This approximation is identical to our function when $\vec{p} = 0$, and furthermore, the gradient is also the same. The only difference is in the second derivatives, which are approximately the same. We can assume that we’ll use some line search to find the optimal step length $\alpha_k$ to get to the new point, $\vec{x}_{k+1} = \vec{x}_k + \alpha_k \vec{p}_k$. Let’s go to this next point and write out the Taylor expansion for the next step here:

$$ m_{k+1}(\vec{p}) = f_{k+1} + \vec{g}_{k+1}^{\intercal} \vec{p} + \frac{1}{2} \vec{p}^{\intercal} B_{k+1} \vec{p} $$

Now imagine we took this step and looked back at the old position and calculated the gradient using this new expansion evaluated at the old position. We would hope to get the same result as when we used our old expansion! We can actually make this a constraint on our matrix $B$. To look back at the old position, we evaluate the function at $p = -\alpha_k\vec{p}_k$, since this is the step we just took but reversed in direction. We can then write the gradient as

$$ \vec{\nabla} m_{k+1}(-\alpha_k\vec{p}_k) = \vec{g}_{k+1} - \alpha_k B_{k+1} \vec{p}_k $$

and with the requirement that $ \vec{\nabla} m_{k+1}(-\alpha_k\vec{p}_k) = \vec{g}_k $, we get a new rule for our approximate Hessian:

$$ B_{k+1}\alpha_k\vec{p}_k = \vec{g}_{k+1} - \vec{g}_k $$

There is some conventional notation to this that we will use throughout the derivation. Rather than using each individual gradient and position, it is helpful to just think about the change in gradient and position, or

$$ \vec{s}_k = \vec{x}_{k+1} - \vec{x}_k = \alpha_k\vec{p}_k $$

and

$$ \vec{y}_k = \vec{g}_{k+1} - \vec{g}_k $$

In this notation, the gradient requirement (called the secant equation), is as follows:

$$ B_{k+1}\vec{s}_k = \vec{y}_k $$

Remember when we said the Hessian is positive definite? We would like our Hessian approximate to be positive definite too. Since we don’t include any zero-length jumps, $|\vec{s}_k| > 0$, so we can multiply the previous equation by another $\vec{s}_k$ to find:

$$ \vec{s}_k^{\intercal} B_{k+1} \vec{s}_k > 0 \implies \vec{s}_k^{\intercal} \vec{y}_k > 0 $$

This requirement on $\vec{s}_k$ and $\vec{y}_k$ is called the curvature condition.
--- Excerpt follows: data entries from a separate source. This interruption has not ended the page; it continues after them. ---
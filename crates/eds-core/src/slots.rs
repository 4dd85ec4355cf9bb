//! Coordination slot names.
//!
//! Names are byte-for-byte compatible with the classic `nc` client so a
//! bridge can map them onto any property-style store.

use serde::{Deserialize, Deserializer, Serialize, Serializer};
use std::fmt;

/// Payload written to the presence slot and to pre-created file slots.
pub const PRESENCE_VALUE: &[u8] = b"True";
pub const FILE_PENDING_VALUE: &[u8] = b"True";

const SERVER_EXISTS_PREFIX: &str = "NEDIT_SERVER_EXISTS_";
const SERVER_REQUEST_PREFIX: &str = "NEDIT_SERVER_REQUEST_";
const FILE_PREFIX: &str = "NEDIT_FILE_";
const FILE_OPENED_SUFFIX: &str = "_WF_OPEN";
const FILE_CLOSED_SUFFIX: &str = "_WF_CLOSED";

/// Slot names embed file paths, so they are bytes rather than text.
#[derive(Debug, Clone, PartialEq, Eq, Hash, PartialOrd, Ord)]
pub struct SlotName(Vec<u8>);

impl SlotName {
    pub fn new(name: impl Into<Vec<u8>>) -> Self {
        Self(name.into())
    }

    pub fn as_bytes(&self) -> &[u8] {
        &self.0
    }

    pub fn starts_with(&self, prefix: impl AsRef<[u8]>) -> bool {
        self.0.starts_with(prefix.as_ref())
    }
}

impl fmt::Display for SlotName {
    fn fmt(&self, f: &mut fmt::Formatter<'_>) -> fmt::Result {
        f.write_str(&String::from_utf8_lossy(&self.0))
    }
}

impl From<&str> for SlotName {
    fn from(value: &str) -> Self {
        Self::new(value)
    }
}

impl From<String> for SlotName {
    fn from(value: String) -> Self {
        Self(value.into_bytes())
    }
}

impl From<Vec<u8>> for SlotName {
    fn from(value: Vec<u8>) -> Self {
        Self(value)
    }
}

// Text names go over the wire as JSON strings, anything else as a byte array.
impl Serialize for SlotName {
    fn serialize<S: Serializer>(&self, serializer: S) -> Result<S::Ok, S::Error> {
        match std::str::from_utf8(&self.0) {
            Ok(text) => serializer.serialize_str(text),
            Err(_) => serializer.serialize_bytes(&self.0),
        }
    }
}

#[derive(Deserialize)]
#[serde(untagged)]
enum RawSlotName {
    Text(String),
    Bytes(Vec<u8>),
}

impl<'de> Deserialize<'de> for SlotName {
    fn deserialize<D: Deserializer<'de>>(deserializer: D) -> Result<Self, D::Error> {
        Ok(match RawSlotName::deserialize(deserializer)? {
            RawSlotName::Text(text) => Self(text.into_bytes()),
            RawSlotName::Bytes(bytes) => Self(bytes),
        })
    }
}

#[derive(Debug, Clone, PartialEq, Eq)]
pub enum SlotKind {
    Presence,
    Request,
    FileOpened(Vec<u8>),
    FileClosed(Vec<u8>),
    Other,
}

/// Host, user and server name triple that scopes every slot of one server.
#[derive(Debug, Clone, PartialEq, Eq)]
pub struct ServerIdentity {
    pub host: String,
    pub user: String,
    pub server_name: String,
}

impl ServerIdentity {
    pub fn new(
        host: impl Into<String>,
        user: impl Into<String>,
        server_name: impl Into<String>,
    ) -> Self {
        Self {
            host: host.into(),
            user: user.into(),
            server_name: server_name.into(),
        }
    }

    /// Builds the identity from the environment; see [`crate::config`].
    pub fn resolve(server_name_flag: Option<&str>) -> Self {
        Self::new(
            crate::config::resolve_host_name(),
            crate::config::resolve_user_name(),
            crate::config::resolve_server_name(server_name_flag),
        )
    }

    fn scope(&self) -> String {
        format!("{}_{}_{}", self.host, self.user, self.server_name)
    }

    pub fn presence_slot(&self) -> SlotName {
        SlotName::from(format!("{SERVER_EXISTS_PREFIX}{}", self.scope()))
    }

    pub fn request_slot(&self) -> SlotName {
        SlotName::from(format!("{SERVER_REQUEST_PREFIX}{}", self.scope()))
    }

    /// Common prefix of every per-file slot owned by this server.
    pub fn file_slot_prefix(&self) -> String {
        format!("{FILE_PREFIX}{}_", self.scope())
    }

    pub fn file_opened_slot(&self, path: impl AsRef<[u8]>) -> SlotName {
        self.file_slot(path.as_ref(), FILE_OPENED_SUFFIX)
    }

    pub fn file_closed_slot(&self, path: impl AsRef<[u8]>) -> SlotName {
        self.file_slot(path.as_ref(), FILE_CLOSED_SUFFIX)
    }

    fn file_slot(&self, path: &[u8], suffix: &str) -> SlotName {
        let mut name = self.file_slot_prefix().into_bytes();
        name.extend_from_slice(path);
        name.extend_from_slice(suffix.as_bytes());
        SlotName(name)
    }

    pub fn classify(&self, slot: &SlotName) -> SlotKind {
        if *slot == self.presence_slot() {
            return SlotKind::Presence;
        }
        if *slot == self.request_slot() {
            return SlotKind::Request;
        }
        let prefix = self.file_slot_prefix();
        let Some(rest) = slot.as_bytes().strip_prefix(prefix.as_bytes()) else {
            return SlotKind::Other;
        };
        if let Some(path) = rest.strip_suffix(FILE_OPENED_SUFFIX.as_bytes()) {
            return SlotKind::FileOpened(path.to_vec());
        }
        if let Some(path) = rest.strip_suffix(FILE_CLOSED_SUFFIX.as_bytes()) {
            return SlotKind::FileClosed(path.to_vec());
        }
        SlotKind::Other
    }

    /// Filesystem-safe label used for the default socket directory.
    pub fn slug(&self) -> String {
        let raw = if self.server_name.is_empty() {
            format!("{}-{}", self.host, self.user)
        } else {
            format!("{}-{}-{}", self.host, self.user, self.server_name)
        };
        raw.chars()
            .map(|ch| {
                if ch.is_ascii_alphanumeric() || matches!(ch, '-' | '_' | '.') {
                    ch
                } else {
                    '_'
                }
            })
            .collect()
    }
}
As it turns out, there’s a fairly simple way to ensure this using the Wolfe condition from my previous article. Recall that during our line search, we required that

$$\begin{align}\vec{p}_k^{\intercal} \vec{g}_{k+1} &\geq c_2(\vec{p}_k^{\intercal} \vec{g}_k) \\ \vec{s}_k^{\intercal} \vec{g}_{k+1} &\geq c_2(\vec{s}_k^{\intercal} \vec{g}_k) \\ \vec{s}_k^{\intercal} (\vec{y}_k + \vec{g}_{k}) &\geq c_2(\vec{s}_k^{\intercal} \vec{g}_k) \\ \vec{s}_k^{\intercal} \vec{y}_k + \vec{s}_k^{\intercal} \vec{g}_{k} &\geq c_2(\vec{s}_k^{\intercal} \vec{g}_k) \\ \vec{s}_k^{\intercal} \vec{y}_k &\geq (c_2 - 1)(\vec{s}_k^{\intercal} \vec{g}_k) \\ \vec{s}_k^{\intercal} \vec{y}_k &\geq (c_2 - 1)\alpha_k \vec{p}_k \vec{g}_k \end{align}$$

Since we require $c_2 > 1$ and $\alpha_k > 0$, and assuming $\vec{p}_k$ is somewhat aligned with the gradient (or at a minimum, $\vec{p}_k$ is pointing somewhere downhill), then the curvature condition clearly holds.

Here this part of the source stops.